En termes de procédures expérimentales, l’imagerie quantitative d’ions/molécules/espèces d’intérêt dans des cellules individuelles peut être réalisée avec des sondes fluorescentes génétiquement codées10. Parmi les choix en constante expansion, les sondes ratiométriques sont l’une des plus précises car elles émettent différentes longueurs d’onde de fluorescence lorsqu’elles sont liées/non liées aux molécules d’intérêt11. Cela permet de corriger l’hétérogénéité spatiale de la concentration intracellulaire de la sonde en utilisant le rapport de deux canaux avec leur bruit de fond spécifique au canal soustrait. Cependant, l’estimation du seuil d’arrière-plan pour chaque canal et point temporel peut être une tâche complexe car il varie souvent dans l’espace en raison d’effets tels que l’ombrage, où les coins de l’image ont une variation de luminosité par rapport au centre, et dans le temps en raison de la décoloration du fluorophore (photoblanchiment)12. Bien qu’il existe plusieurs méthodes possibles, ce manuscrit propose de déterminer automatiquement l’intensité du bruit de fond à l’aide du seuil de segmentation obtenu avec l’algorithme Isodata13, qui est ensuite lissé à travers les trames par régression polynomiale comme norme.
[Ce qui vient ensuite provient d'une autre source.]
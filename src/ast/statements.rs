use crate::Span;

use super::{
    ast::{BodyItem, NodeId},
    expressions::Expression,
};

#[derive(Debug, Clone, PartialEq)]
pub struct Declaration {
    pub id: NodeId,
    pub property: String,
    pub value: Expression,
    pub span: Span,
}

#[derive(Debug, Clone, PartialEq)]
pub struct VariableAssignment {
    pub id: NodeId,
    pub name: String,
    pub value: Expression,
    pub span: Span,
}

#[derive(Debug, Clone, PartialEq)]
pub struct IfClause {
    pub id: NodeId,
    pub condition: Expression,
    pub body: Vec<BodyItem>,
    pub else_clause: Option<ElseClause>,
    pub span: Span,
}

#[derive(Debug, Clone, PartialEq)]
pub struct ElseClause {
    pub id: NodeId,
    pub body: Vec<BodyItem>,
    pub span: Span,
}
use crate::{
    ast::expressions::{Expression, Literal, LiteralExpr, Operation, Operator, VariableReference},
    errors::errors::{Error, ErrorImpl},
    lexer::tokens::TokenKind,
    Span,
};

use super::{lookups::BindingPower, parser::Parser};

pub fn parse_expr(parser: &mut Parser, bp: BindingPower) -> Result<Expression, Error> {
    // First parse NUD
    let token_kind = parser.current_token_kind();
    let Some(nud) = parser.get_nud_lookup().get(&token_kind).copied() else {
        return Err(parser.unexpected("expected a value or variable"));
    };

    let mut left = nud(parser)?;

    // While the current token is an operator binding tighter than `bp`, continue parsing lhs.
    // Anything else ends the expression and is left to the caller.
    loop {
        let token_kind = parser.current_token_kind();
        let Some(led) = parser.get_led_lookup().get(&token_kind).copied() else {
            break;
        };

        let next_bp = *parser
            .get_bp_lookup()
            .get(&token_kind)
            .unwrap_or(&BindingPower::Default);
        if next_bp <= bp {
            break;
        }

        left = led(parser, left, next_bp)?;
    }

    Ok(left)
}

fn parse_number(parser: &Parser, text: &str) -> Result<i64, Error> {
    text.parse().map_err(|_| {
        Error::new(
            ErrorImpl::NumberParseError {
                token: parser.current_token().value.clone(),
            },
            parser.get_position(),
        )
    })
}

pub fn parse_primary_expr(parser: &mut Parser) -> Result<Expression, Error> {
    let token = parser.current_token().clone();

    if token.kind == TokenKind::Identifier {
        parser.advance();
        return Ok(Expression::Reference(VariableReference {
            id: parser.advance_id(),
            name: token.value,
            span: token.span,
        }));
    }

    let value = match token.kind {
        TokenKind::Pixel => Literal::Pixel(parse_number(parser, token.value.trim_end_matches("px"))?),
        TokenKind::Percentage => {
            Literal::Percentage(parse_number(parser, token.value.trim_end_matches('%'))?)
        }
        TokenKind::Scalar => Literal::Scalar(parse_number(parser, &token.value)?),
        TokenKind::Color => Literal::Color(token.value.clone()),
        TokenKind::True => Literal::Bool(true),
        TokenKind::False => Literal::Bool(false),
        _ => return Err(parser.unexpected("expected a value or variable")),
    };

    parser.advance();
    Ok(Expression::Literal(LiteralExpr {
        id: parser.advance_id(),
        value,
        span: token.span,
    }))
}

pub fn parse_binary_expr(
    parser: &mut Parser,
    left: Expression,
    bp: BindingPower,
) -> Result<Expression, Error> {
    let operator_token = parser.advance().clone();
    let operator = match operator_token.kind {
        TokenKind::Plus => Operator::Add,
        TokenKind::Dash => Operator::Subtract,
        TokenKind::Star => Operator::Multiply,
        _ => {
            return Err(Error::new(
                ErrorImpl::UnexpectedToken {
                    token: operator_token.value,
                },
                operator_token.span.start,
            ))
        }
    };

    let right = parse_expr(parser, bp)?;

    Ok(Expression::Operation(Operation {
        id: parser.advance_id(),
        span: Span {
            start: left.get_span().start.clone(),
            end: right.get_span().end.clone(),
        },
        operator,
        left: Box::new(left),
        right: Box::new(right),
    }))
}

pub fn parse_grouping_expr(parser: &mut Parser) -> Result<Expression, Error> {
    parser.advance();
    let expr = parse_expr(parser, BindingPower::Default)?;
    parser.expect(TokenKind::CloseParen)?;

    Ok(expr)
}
Cependant, les composantes spatiales issues de l’hétérogénéité de fluorescence non liées à la cellule cible éliminée dans12 ont été ignorées par cette méthode. Le seuillage automatique peut être effectué par plusieurs méthodes, mais l’algorithme Isodata a produit les meilleurs résultats empiriques. Ainsi, la soustraction automatique de la valeur de fond et le calcul ratiométrique sont la deuxième caractéristique principale d’AMEBaS (Figure 1), qui, pris ensemble, reçoit en entrée une pile d’images de microscopie à fluorescence à double canal, estime la ligne médiane de la cellule et le fond spécifique au canal, et produit des kymographes des deux canaux et de leur rapport (sortie principale #1) après soustraction de l’arrière-plan, lissage et suppression des valeurs aberrantes, ainsi qu’une pile d’images ratiométriques (sortie principale #2).

AMEBaS a été testé avec des time-lapses de fluorescence de tubes polliniques d’Arabidopsis en croissance obtenus au microscope, soit avec des capteurs ratiométriques Ca2+ (CaMeleon)8 ou pH (pHluorin)6 exprimés sous le promoteur LAT52 spécifique au pollen. Les images de chaque canal ont été prises toutes les 4 s couplées à un microscope inversé, une caméra frontale éclairée (2560 pixels × 2160 pixels, taille de pixel 6,45 μm), un illuminateur à fluorescence et un objectif à immersion dans l’eau 63x, 1,2NA. Les réglages des filtres utilisés pour CaMeleon étaient : excitation 426-450 nm (CFP) et 505-515 nm (YFP), émission 458-487 nm (CFP) et 520-550 nm (YFP), tandis que pour pHluorin, excitation 318-390 nm (DAPI) et 428-475 nm (FITC), émission 435-448 nm (DAPI) et 523-536 nm (FITC). Un ensemble complet de données a été ajouté pour les tests chez Zenodo (DOI : 10.5281/zenodo.7975350)14.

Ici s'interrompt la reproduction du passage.